There is currently a bill before the Massachusetts House which, if enacted into law, would make sweeping changes to the duration of time alimony could be received, with a cap of twelve years.  Another proposal would terminate "alimony for life," but the duration of the alimony would be left to the judge, to determine on a case-by-case basis.


Additionally, the Massachusetts Bar Association/Boston Bar Association Guidelines on Alimony issued the July 2009 "Report of the Alimony Task Force," suggesting maximum durational limits of alimony based on length of the "marital partnership."  The durational limits proposed are as follows:  In a marriage of up to 5 years, the maximum duration of alimony would be 50% of the length of marriage; more than 5 years up to 10 years, 60% of the length of the marriage; more than 10 years up to 15 years, 70%; more than 15 years up to 20 years, 80%; and more than 20 years, the alimony would be of "indefinite" duration.


Under the MBA/BBA Guidelines, alimony is presumed to end when the payor retires at an age that would be considered the usual retirement age for the payor's career.  While these "guidelines" state that the amount ordered should not generally exceed 33% of the difference between the gross ordinary incomes of the parties, they emphasize that such a percentage should not be utilized as a "formula" for setting an alimony order.


A recent case decided by the Supreme Judicial Court of Massachusetts, Pierce v.

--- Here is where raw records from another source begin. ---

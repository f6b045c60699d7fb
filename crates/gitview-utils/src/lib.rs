//! String helpers for gitview.
//!
//! Escaping for HTML and URLs, padding and trimming for display, path
//! helpers, and the SHA-1/MD5 digests used for cache keys and stored
//! passwords.

mod error;
pub mod hash;
pub mod string;

pub use error::{Result, StringError};
pub use hash::{get_md5, get_sha1, get_sha1_bytes, to_hex, MD5_TYPE};
pub use string::*;
//! Application state, bootstrap and router assembly.

use axum::{
    extract::{FromRef, State},
    middleware,
    response::IntoResponse,
    routing::get,
    Json, Router,
};
use gitview_storage::{RepoStore, StorageError};
use gitview_web::{web_routes, UserStore, WebState};
use std::sync::Arc;
use std::time::Instant;
use tower_http::trace::TraceLayer;

use crate::config::NodeConfig;
use crate::observability::request_id_middleware;

/// Shared state of the node.
#[derive(Clone)]
pub struct AppState {
    pub web: WebState,
    /// Time the node finished bootstrapping.
    pub started: Instant,
}

impl AppState {
    /// Wraps the front-end state.
    pub fn new(web: WebState) -> Self {
        Self {
            web,
            started: Instant::now(),
        }
    }
}

impl FromRef<AppState> for WebState {
    fn from_ref(state: &AppState) -> Self {
        state.web.clone()
    }
}

/// Opens the repositories folder and loads the users and repository
/// models.
///
/// Fails when the repositories folder does not exist. Repositories that
/// fail to load are skipped. Repositories are followed on disk after
/// start-up, so pushes and new repositories show without a restart.
pub fn bootstrap(config: &NodeConfig) -> Result<AppState, StorageError> {
    let repos = Arc::new(RepoStore::open(&config.repositories.base_dir)?);
    tracing::info!(
        base_dir = %config.repositories.base_dir.display(),
        count = repos.len(),
        "Loaded repositories"
    );

    let users = Arc::new(UserStore::new(config.users.iter().cloned()));
    let web = WebState::new(repos.clone(), users, config.web.clone());

    for model in &config.repositories.models {
        if repos.get(&model.name).is_err() {
            tracing::warn!(repository = %model.name, "Configured repository was not found");
        }
        web.set_repository_model(model.clone());
    }

    Ok(AppState::new(web))
}

/// Creates the node router: health check and web pages, with request ids
/// and HTTP tracing.
pub fn build_router(state: AppState) -> Router {
    Router::new()
        .route("/health", get(health_check))
        .merge(web_routes())
        .layer(middleware::from_fn(request_id_middleware))
        .layer(TraceLayer::new_for_http())
        .with_state(state)
}

/// Health check endpoint.
async fn health_check(State(state): State<AppState>) -> impl IntoResponse {
    Json(serde_json::json!({
        "status": "ok",
        "version": env!("CARGO_PKG_VERSION"),
        "repositories": state.web.repos.len(),
        "uptime_seconds": state.started.elapsed().as_secs(),
    }))
}
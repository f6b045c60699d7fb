//! Request id propagation.

use axum::{
    extract::Request,
    http::{HeaderName, HeaderValue},
    middleware::Next,
    response::Response,
};
use tracing::Instrument;
use uuid::Uuid;

/// Header name for request ID.
pub const REQUEST_ID_HEADER: &str = "x-request-id";

/// Request ID extension type.
#[derive(Clone, Debug)]
pub struct RequestId(pub String);

/// Tags every request with an id, taken from the `x-request-id` header or
/// generated, and echoes it in the response.
pub async fn request_id_middleware(mut request: Request, next: Next) -> Response {
    let request_id = request
        .headers()
        .get(REQUEST_ID_HEADER)
        .and_then(|v| v.to_str().ok())
        .filter(|v| !v.is_empty())
        .map(String::from)
        .unwrap_or_else(|| Uuid::new_v4().to_string());

    request
        .extensions_mut()
        .insert(RequestId(request_id.clone()));

    let span = tracing::info_span!(
        "request",
        request_id = %request_id,
        method = %request.method(),
        uri = %request.uri(),
    );

    let mut response = next.run(request).instrument(span).await;

    if let Ok(header_value) = HeaderValue::from_str(&request_id) {
        response
            .headers_mut()
            .insert(HeaderName::from_static(REQUEST_ID_HEADER), header_value);
    }

    response
}
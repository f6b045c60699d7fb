//! Path change types between two trees.

use serde::{Deserialize, Serialize};
use std::fmt;

/// How a path changed in a commit.
#[derive(Debug, Clone, Copy, PartialEq, Eq, Hash, Serialize, Deserialize)]
#[serde(rename_all = "lowercase")]
pub enum ChangeType {
    /// Path was added.
    Add,
    /// Path content or mode changed.
    Modify,
    /// Path was removed.
    Delete,
    /// Path was renamed.
    Rename,
    /// Path was copied.
    Copy,
}

impl ChangeType {
    /// Returns the short lowercase name.
    pub fn as_str(&self) -> &'static str {
        match self {
            ChangeType::Add => "add",
            ChangeType::Modify => "modify",
            ChangeType::Delete => "delete",
            ChangeType::Rename => "rename",
            ChangeType::Copy => "copy",
        }
    }
}

impl fmt::Display for ChangeType {
    fn fmt(&self, f: &mut fmt::Formatter<'_>) -> fmt::Result {
        f.write_str(self.as_str())
    }
}
//! Front-end settings.

use gitview_utils::{break_lines_for_html, escape_for_html};
use regex::Regex;
use serde::{Deserialize, Serialize};

/// A regex substitution applied to rendered commit messages,
/// e.g. turning `#123` into a link to an issue tracker.
#[derive(Debug, Clone, PartialEq, Eq, Serialize, Deserialize)]
pub struct MessageSubstitution {
    /// Pattern matched against the HTML-escaped message.
    pub pattern: String,
    /// Replacement, may reference groups as `$1`.
    pub replacement: String,
    /// Restricts the substitution to one repository.
    #[serde(default)]
    pub repository: Option<String>,
}

/// Settings of the `web` configuration section.
#[derive(Debug, Clone, Serialize, Deserialize)]
#[serde(default)]
pub struct WebSettings {
    /// Require an administrator session for administration pages.
    pub authenticate_admin_pages: bool,
    /// Enable administration pages.
    pub allow_administration: bool,
    /// Show author and committer email addresses.
    pub show_email_addresses: bool,
    /// Show the search type selector next to the search box.
    pub show_search_type_selection: bool,
    /// Name shown in page titles and headers.
    pub site_name: String,
    /// Commits shown on the summary page.
    pub summary_commit_count: usize,
    /// Branches and tags shown on the summary page.
    pub summary_refs_count: usize,
    /// Commits per log and search results page.
    pub log_page_size: usize,
    /// Entries in an RSS feed.
    pub syndication_entries: usize,
    /// File extensions rendered as Markdown documents.
    pub markdown_extensions: Vec<String>,
    /// Substitutions applied to commit messages.
    pub commit_message_regex: Vec<MessageSubstitution>,
}

impl Default for WebSettings {
    fn default() -> Self {
        Self {
            authenticate_admin_pages: true,
            allow_administration: false,
            show_email_addresses: false,
            show_search_type_selection: false,
            site_name: "gitview".to_string(),
            summary_commit_count: 16,
            summary_refs_count: 5,
            log_page_size: 50,
            syndication_entries: 25,
            markdown_extensions: vec!["md".into(), "mkd".into(), "markdown".into()],
            commit_message_regex: Vec::new(),
        }
    }
}

/// Compiled commit message substitutions.
#[derive(Debug, Default)]
pub struct MessageProcessor {
    rules: Vec<(Regex, MessageSubstitution)>,
}

impl MessageProcessor {
    /// Compiles the configured substitutions, skipping invalid patterns.
    pub fn new(substitutions: &[MessageSubstitution]) -> Self {
        let mut rules = Vec::with_capacity(substitutions.len());
        for substitution in substitutions {
            match Regex::new(&substitution.pattern) {
                Ok(regex) => rules.push((regex, substitution.clone())),
                Err(e) => tracing::warn!(
                    pattern = %substitution.pattern,
                    error = %e,
                    "Ignoring invalid commit message substitution"
                ),
            }
        }
        Self { rules }
    }

    /// Renders a commit message as HTML: escapes it, applies the
    /// substitutions for `repository` and breaks lines.
    pub fn process(&self, repository: &str, text: &str) -> String {
        let mut html = escape_for_html(text, false);
        for (regex, substitution) in &self.rules {
            let applies = substitution
                .repository
                .as_deref()
                .is_none_or(|r| r.eq_ignore_ascii_case(repository));
            if applies {
                html = regex
                    .replace_all(&html, substitution.replacement.as_str())
                    .into_owned();
            }
        }
        break_lines_for_html(&html)
    }
}
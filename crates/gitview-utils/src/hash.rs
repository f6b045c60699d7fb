//! SHA-1 and MD5 digests of strings.
//!
//! Text is hashed in its ISO-8859-1 encoding so digests match those
//! stored by older installations; characters outside Latin-1 encode as `?`.

use md5::Md5;
use sha1::{Digest, Sha1};

/// Prefix marking a stored password as an MD5 digest.
pub const MD5_TYPE: &str = "MD5:";

/// Returns the lowercase hex SHA-1 of the ISO-8859-1 encoding of `text`.
pub fn get_sha1(text: &str) -> String {
    get_sha1_bytes(&latin1_bytes(text))
}

/// Returns the lowercase hex SHA-1 of `bytes`.
pub fn get_sha1_bytes(bytes: &[u8]) -> String {
    let mut hasher = Sha1::new();
    hasher.update(bytes);
    to_hex(&hasher.finalize())
}

/// Returns the lowercase hex MD5 of the ISO-8859-1 encoding of `text`.
pub fn get_md5(text: &str) -> String {
    let mut hasher = Md5::new();
    hasher.update(latin1_bytes(text));
    to_hex(&hasher.finalize())
}

/// Lowercase hex, two digits per byte.
pub fn to_hex(bytes: &[u8]) -> String {
    hex::encode(bytes)
}

fn latin1_bytes(text: &str) -> Vec<u8> {
    text.chars()
        .map(|c| u8::try_from(u32::from(c)).unwrap_or(b'?'))
        .collect()
}

#[cfg(test)]
mod tests {
    use super::*;

    #[test]
    fn test_sha1_known_value() {
        assert_eq!(get_sha1("abc"), "a9993e364706816aba3e25717850c26c9cd0d89d");
        assert_eq!(get_sha1(""), "da39a3ee5e6b4b0d3255bfef95601890afd80709");
    }

    #[test]
    fn test_md5_known_value() {
        assert_eq!(get_md5("abc"), "900150983cd24fb0d6963f7d28e17f72");
        assert_eq!(get_md5(""), "d41d8cd98f00b204e9800998ecf8427e");
    }

    #[test]
    fn test_latin1_encoding() {
        // U+00E9 is a single byte in ISO-8859-1
        assert_eq!(latin1_bytes("\u{e9}"), vec![0xe9]);
        assert_eq!(get_sha1("\u{e9}"), get_sha1_bytes(&[0xe9]));
        // outside Latin-1 becomes '?'
        assert_eq!(latin1_bytes("\u{20ac}"), vec![b'?']);
        assert_eq!(get_md5("\u{20ac}"), get_md5("?"));
    }

    #[test]
    fn test_to_hex_pads_bytes() {
        assert_eq!(to_hex(&[0x00, 0x0f, 0xa0, 0xff]), "000fa0ff");
        assert_eq!(to_hex(&[]), "");
    }

    #[test]
    fn test_digest_lengths() {
        for text in ["", "a", "gitview", "\u{e9}t\u{e9}"] {
            assert_eq!(get_sha1(text).len(), 40);
            assert_eq!(get_md5(text).len(), 32);
        }
    }
}
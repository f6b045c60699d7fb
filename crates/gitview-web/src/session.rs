//! Users, credentials and the per-request session.

use axum::{
    extract::{FromRef, FromRequestParts},
    http::{header::AUTHORIZATION, request::Parts},
};
use base64::{engine::general_purpose::STANDARD, Engine};
use gitview_types::UserModel;
use gitview_utils::{get_md5, MD5_TYPE};
use parking_lot::RwLock;
use serde::{Deserialize, Serialize};
use std::collections::HashMap;
use std::convert::Infallible;

use crate::routes::WebState;

/// A configured user with credentials.
#[derive(Debug, Clone, Serialize, Deserialize)]
pub struct UserAccount {
    /// Login name.
    pub username: String,
    /// Plain text password, or `MD5:` followed by the hex digest.
    pub password: String,
    /// Name shown instead of the username.
    #[serde(default)]
    pub display_name: Option<String>,
    /// Email address.
    #[serde(default)]
    pub email: Option<String>,
    /// Administrator flag.
    #[serde(default)]
    pub can_admin: bool,
    /// Repositories explicitly granted to this user.
    #[serde(default)]
    pub repositories: Vec<String>,
}

impl UserAccount {
    /// Returns true if `password` matches the stored password.
    pub fn check_password(&self, password: &str) -> bool {
        match self.password.strip_prefix(MD5_TYPE) {
            Some(digest) => get_md5(password).eq_ignore_ascii_case(digest),
            None => self.password == password,
        }
    }

    /// The user model without credentials.
    pub fn to_model(&self) -> UserModel {
        UserModel {
            username: self.username.clone(),
            display_name: self.display_name.clone(),
            email: self.email.clone(),
            can_admin: self.can_admin,
            repositories: self.repositories.clone(),
        }
    }
}

/// User accounts keyed by lowercase username.
#[derive(Debug, Default)]
pub struct UserStore {
    users: RwLock<HashMap<String, UserAccount>>,
}

impl UserStore {
    /// Creates a store from configured accounts.
    pub fn new(accounts: impl IntoIterator<Item = UserAccount>) -> Self {
        let store = Self::default();
        for account in accounts {
            store.insert(account);
        }
        store
    }

    /// Adds or replaces an account.
    pub fn insert(&self, account: UserAccount) {
        self.users
            .write()
            .insert(account.username.to_lowercase(), account);
    }

    /// Number of accounts.
    pub fn len(&self) -> usize {
        self.users.read().len()
    }

    /// Returns true if there are no accounts.
    pub fn is_empty(&self) -> bool {
        self.users.read().is_empty()
    }

    /// Checks credentials and returns the user on success.
    pub fn authenticate(&self, username: &str, password: &str) -> Option<UserModel> {
        let users = self.users.read();
        let account = users.get(&username.to_lowercase())?;
        if account.check_password(password) {
            Some(account.to_model())
        } else {
            tracing::warn!(username = %username, "Failed login attempt");
            None
        }
    }
}

/// Decodes `Basic <base64(user:password)>`.
fn parse_basic_credentials(value: &str) -> Option<(String, String)> {
    let (scheme, encoded) = value.trim().split_once(' ')?;
    if !scheme.eq_ignore_ascii_case("basic") {
        return None;
    }
    let decoded = STANDARD.decode(encoded.trim()).ok()?;
    let decoded = String::from_utf8(decoded).ok()?;
    let (username, password) = decoded.split_once(':')?;
    Some((username.to_string(), password.to_string()))
}

/// The user behind the current request. Missing or wrong credentials
/// give an anonymous session.
#[derive(Debug, Clone, Default)]
pub struct Session {
    user: Option<UserModel>,
}

impl Session {
    /// An anonymous session.
    pub fn anonymous() -> Self {
        Self::default()
    }

    /// A session for `user`.
    pub fn for_user(user: UserModel) -> Self {
        Self { user: Some(user) }
    }

    /// The logged in user.
    pub fn user(&self) -> Option<&UserModel> {
        self.user.as_ref()
    }

    /// Returns true when a user is logged in.
    pub fn is_logged_in(&self) -> bool {
        self.user.is_some()
    }

    /// Returns true when the logged in user is an administrator.
    pub fn can_admin(&self) -> bool {
        self.user.as_ref().is_some_and(|u| u.can_admin)
    }

    /// Username of the logged in user.
    pub fn username(&self) -> Option<&str> {
        self.user.as_ref().map(|u| u.username.as_str())
    }
}

impl<S> FromRequestParts<S> for Session
where
    S: Send + Sync,
    WebState: FromRef<S>,
{
    type Rejection = Infallible;

    async fn from_request_parts(parts: &mut Parts, state: &S) -> Result<Self, Self::Rejection> {
        let state = WebState::from_ref(state);
        let user = parts
            .headers
            .get(AUTHORIZATION)
            .and_then(|value| value.to_str().ok())
            .and_then(parse_basic_credentials)
            .and_then(|(username, password)| state.users.authenticate(&username, &password));
        Ok(Self { user })
    }
}
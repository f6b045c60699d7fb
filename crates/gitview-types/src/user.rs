//! User accounts.

use serde::{Deserialize, Serialize};

/// An authenticated user.
#[derive(Debug, Clone, PartialEq, Eq, Serialize, Deserialize)]
pub struct UserModel {
    /// Login name.
    pub username: String,
    /// Optional display name.
    #[serde(default)]
    pub display_name: Option<String>,
    /// Optional email address.
    #[serde(default)]
    pub email: Option<String>,
    /// Administrators may edit every repository.
    #[serde(default)]
    pub can_admin: bool,
    /// Repositories explicitly granted to this user.
    #[serde(default)]
    pub repositories: Vec<String>,
}

impl UserModel {
    /// Creates a non-admin user with no grants.
    pub fn new(username: impl Into<String>) -> Self {
        Self {
            username: username.into(),
            display_name: None,
            email: None,
            can_admin: false,
            repositories: Vec::new(),
        }
    }

    /// Sets the administrator flag.
    pub fn with_admin(mut self, can_admin: bool) -> Self {
        self.can_admin = can_admin;
        self
    }

    /// Grants access to a repository.
    pub fn with_repository(mut self, repository: impl Into<String>) -> Self {
        self.repositories.push(repository.into());
        self
    }

    /// Returns the display name, falling back to the username.
    pub fn display_name(&self) -> &str {
        self.display_name.as_deref().unwrap_or(&self.username)
    }

    /// Returns true if the repository was explicitly granted (case-insensitive).
    pub fn has_repository(&self, repository: &str) -> bool {
        self.repositories
            .iter()
            .any(|r| r.eq_ignore_ascii_case(repository))
    }
}

#[cfg(test)]
mod tests {
    use super::*;

    #[test]
    fn test_display_name_fallback() {
        let mut user = UserModel::new("alice");
        assert_eq!(user.display_name(), "alice");
        user.display_name = Some("Alice A.".into());
        assert_eq!(user.display_name(), "Alice A.");
    }

    #[test]
    fn test_has_repository() {
        let user = UserModel::new("bob").with_repository("Team/App.git");
        assert!(user.has_repository("team/app.git"));
        assert!(!user.has_repository("team/other.git"));
    }
}
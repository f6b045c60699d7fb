//! Author and committer panels, and change type tooltips.

use gitview_types::{ChangeType, PersonIdent, SearchType};
use gitview_utils::{escape_for_html, is_empty};
use std::fmt;

use crate::messages::get_string;
use crate::params::PageParameters;

/// A link to the search page.
#[derive(Debug, Clone, PartialEq, Eq)]
pub struct PersonLink {
    /// Link text.
    pub text: String,
    /// Search page URL.
    pub href: String,
    /// Tooltip, set for author and committer searches.
    pub tooltip: Option<String>,
}

impl PersonLink {
    fn new(
        repository: &str,
        object_id: Option<&str>,
        text: String,
        value: &str,
        search_type: SearchType,
    ) -> Self {
        Self {
            text,
            href: PageParameters::new_search_parameter(repository, object_id, value, search_type)
                .href("/search"),
            tooltip: person_search_tooltip(value, search_type),
        }
    }
}

impl fmt::Display for PersonLink {
    fn fmt(&self, f: &mut fmt::Formatter<'_>) -> fmt::Result {
        write!(f, "<a class=\"list\" href=\"{}\"", escape_for_html(&self.href, false))?;
        if let Some(tooltip) = &self.tooltip {
            write!(f, " title=\"{}\"", escape_for_html(tooltip, false))?;
        }
        write!(f, ">{}</a>", escape_for_html(&self.text, false))
    }
}

/// How a person is shown.
#[derive(Debug, Clone, PartialEq, Eq)]
pub enum PersonPanel {
    /// A single link.
    Partial(PersonLink),
    /// A name link followed by an `<email>` link.
    Full {
        /// Name link.
        name: PersonLink,
        /// Address link.
        address: PersonLink,
    },
}

impl fmt::Display for PersonPanel {
    fn fmt(&self, f: &mut fmt::Formatter<'_>) -> fmt::Result {
        match self {
            PersonPanel::Partial(link) => write!(f, "<span class=\"person\">{}</span>", link),
            PersonPanel::Full { name, address } => {
                write!(f, "<span class=\"person\">{} {}</span>", name, address)
            }
        }
    }
}

/// Builds the panel for `ident`, linking to searches of `search_type`.
///
/// Without email display, or when the name or email is missing, only one
/// link is shown: the name, else the email (when emails are shown), else
/// a missing-username placeholder.
pub fn create_person_panel(
    repository: &str,
    object_id: Option<&str>,
    ident: &PersonIdent,
    search_type: SearchType,
    show_email: bool,
) -> PersonPanel {
    let name = ident.name.as_str();
    let email = ident.email.as_str();

    if !show_email || is_empty(Some(name)) || is_empty(Some(email)) {
        let value = if !is_empty(Some(name)) {
            name
        } else if show_email {
            email
        } else {
            get_string("gb.missingUsername")
        };
        return PersonPanel::Partial(PersonLink::new(
            repository,
            object_id,
            value.to_string(),
            value,
            search_type,
        ));
    }

    PersonPanel::Full {
        name: PersonLink::new(repository, object_id, name.to_string(), name, search_type),
        address: PersonLink::new(
            repository,
            object_id,
            format!("<{}>", email),
            email,
            search_type,
        ),
    }
}

/// Tooltip for a person link, if the search type has one.
pub fn person_search_tooltip(value: &str, search_type: SearchType) -> Option<String> {
    let prefix = match search_type {
        SearchType::Author => get_string("gb.searchForAuthor"),
        SearchType::Committer => get_string("gb.searchForCommitter"),
        SearchType::Commit => return None,
    };
    Some(format!("{} {}", prefix, value))
}

/// Tooltip describing a change type.
pub fn change_type_tooltip(change_type: ChangeType) -> &'static str {
    match change_type {
        ChangeType::Add => get_string("gb.addition"),
        ChangeType::Copy | ChangeType::Rename => get_string("gb.rename"),
        ChangeType::Delete => get_string("gb.deletion"),
        ChangeType::Modify => get_string("gb.modification"),
    }
}

#[cfg(test)]
mod tests {
    use super::*;

    fn ident(name: &str, email: &str) -> PersonIdent {
        PersonIdent::new(name, email, 0)
    }

    #[test]
    fn test_partial_when_emails_hidden() {
        let panel = create_person_panel(
            "a.git",
            None,
            &ident("Alice", "alice@example.com"),
            SearchType::Author,
            false,
        );
        let PersonPanel::Partial(link) = panel else {
            panic!("expected partial panel");
        };
        assert_eq!(link.text, "Alice");
        assert_eq!(link.href, "/search?r=a.git&s=Alice&st=author");
        assert_eq!(link.tooltip.as_deref(), Some("Search for author Alice"));
    }

    #[test]
    fn test_partial_falls_back_to_email() {
        let panel = create_person_panel(
            "a.git",
            Some("main"),
            &ident("", "ghost@example.com"),
            SearchType::Committer,
            true,
        );
        let PersonPanel::Partial(link) = panel else {
            panic!("expected partial panel");
        };
        assert_eq!(link.text, "ghost@example.com");
        assert_eq!(
            link.tooltip.as_deref(),
            Some("Search for committer ghost@example.com")
        );
        assert!(link.href.contains("h=main"));
    }

    #[test]
    fn test_partial_missing_username() {
        let panel =
            create_person_panel("a.git", None, &ident("", "x@example.com"), SearchType::Author, false);
        let PersonPanel::Partial(link) = panel else {
            panic!("expected partial panel");
        };
        assert_eq!(link.text, "Missing Username");
    }

    #[test]
    fn test_partial_when_email_missing() {
        let panel = create_person_panel("a.git", None, &ident("Bob", ""), SearchType::Author, true);
        assert!(matches!(panel, PersonPanel::Partial(ref link) if link.text == "Bob"));
    }

    #[test]
    fn test_full_panel() {
        let panel = create_person_panel(
            "a.git",
            None,
            &ident("Alice", "alice@example.com"),
            SearchType::Author,
            true,
        );
        let PersonPanel::Full { name, address } = &panel else {
            panic!("expected full panel");
        };
        assert_eq!(name.text, "Alice");
        assert_eq!(address.text, "<alice@example.com>");
        assert_eq!(
            address.tooltip.as_deref(),
            Some("Search for author alice@example.com")
        );

        let html = panel.to_string();
        assert!(html.contains("&lt;alice@example.com&gt;</a>"));
        assert!(html.contains("title=\"Search for author Alice\""));
    }

    #[test]
    fn test_commit_search_has_no_tooltip() {
        assert_eq!(person_search_tooltip("x", SearchType::Commit), None);
    }

    #[test]
    fn test_change_type_tooltips() {
        assert_eq!(change_type_tooltip(ChangeType::Add), "addition");
        assert_eq!(change_type_tooltip(ChangeType::Copy), "rename");
        assert_eq!(change_type_tooltip(ChangeType::Rename), "rename");
        assert_eq!(change_type_tooltip(ChangeType::Delete), "deletion");
        assert_eq!(change_type_tooltip(ChangeType::Modify), "modification");
    }
}
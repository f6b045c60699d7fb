//! Commit identities.

use serde::{Deserialize, Serialize};
use std::fmt;

/// An author or committer line from a commit or tag.
///
/// Git writes identities as `Name <email> <unix seconds> <+hhmm>`.
#[derive(Debug, Clone, PartialEq, Eq, Serialize, Deserialize)]
pub struct PersonIdent {
    /// Display name, possibly empty.
    pub name: String,
    /// Email address without angle brackets, possibly empty.
    pub email: String,
    /// Seconds since the unix epoch.
    pub when: i64,
    /// Timezone offset from UTC in minutes.
    pub tz_offset: i32,
}

impl PersonIdent {
    /// Creates an identity at the given time in UTC.
    pub fn new(name: impl Into<String>, email: impl Into<String>, when: i64) -> Self {
        Self {
            name: name.into(),
            email: email.into(),
            when,
            tz_offset: 0,
        }
    }

    /// Parses an identity line, without its `author ` / `committer ` keyword.
    ///
    /// Missing timestamps parse as zero; a line without `<` has no email.
    pub fn parse(line: &str) -> Option<Self> {
        let line = line.trim();
        if line.is_empty() {
            return None;
        }

        let (name, rest) = match (line.find('<'), line.rfind('>')) {
            (Some(open), Some(close)) if open < close => (
                line[..open].trim(),
                Some((&line[open + 1..close], line[close + 1..].trim())),
            ),
            _ => (line, None),
        };

        let Some((email, tail)) = rest else {
            return Some(Self::new(name, "", 0));
        };

        let mut parts = tail.split_whitespace();
        let when = parts.next().and_then(|s| s.parse().ok()).unwrap_or(0);
        let tz_offset = parts.next().map(parse_tz_offset).unwrap_or(0);

        Some(Self {
            name: name.to_string(),
            email: email.trim().to_string(),
            when,
            tz_offset,
        })
    }

    /// Formats the identity the way git writes it.
    pub fn to_header(&self) -> String {
        let sign = if self.tz_offset < 0 { '-' } else { '+' };
        let offset = self.tz_offset.abs();
        format!(
            "{} <{}> {} {}{:02}{:02}",
            self.name,
            self.email,
            self.when,
            sign,
            offset / 60,
            offset % 60
        )
    }
}

impl fmt::Display for PersonIdent {
    fn fmt(&self, f: &mut fmt::Formatter<'_>) -> fmt::Result {
        if self.email.is_empty() {
            write!(f, "{}", self.name)
        } else {
            write!(f, "{} <{}>", self.name, self.email)
        }
    }
}

fn parse_tz_offset(s: &str) -> i32 {
    let (sign, digits) = match s.as_bytes().first() {
        Some(b'-') => (-1, &s[1..]),
        Some(b'+') => (1, &s[1..]),
        _ => (1, s),
    };
    if digits.len() != 4 {
        return 0;
    }
    let hours: i32 = digits[..2].parse().unwrap_or(0);
    let minutes: i32 = digits[2..].parse().unwrap_or(0);
    sign * (hours * 60 + minutes)
}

Pierce, presented the issue of whether a former spouse's voluntary retirement at or beyond the customary age of sixty-five should create a rebuttable presumption under the statutes governing the award of alimony, that any alimony obligation owed by the retiring spouse should be terminated.  In this case the husband, a former Massachusetts lawyer and judge, retired at age 65 years and 7 months, and filed a complaint for modification requesting his alimony to his former wife be terminated.


The lower court judge ordered a continuation of the alimony, but at a reduced rate, stating that he still had "earning capacity" and could easily obtain some additional legal work or perhaps become a law professor.


On appeal the Supreme Judicial Court decided that the retirement of an alimony obligor at normal retirement age is one of many factors to evaluate when ending or reducing an alimony obligation.  The case included a detailed discussion of the fair balance of sacrifice between the parties based on all the equitable factors, not just retiring at normal retirement age.


Clearly, alimony is a "hot topic".  However, until and unless changes are made to the existing laws, and/or a formula is established for the amount and duration of alimony payments, alimony will continue to be contentious.

Issue: 13

scales of justice

In This Issue
Alimony: Does It Ever End?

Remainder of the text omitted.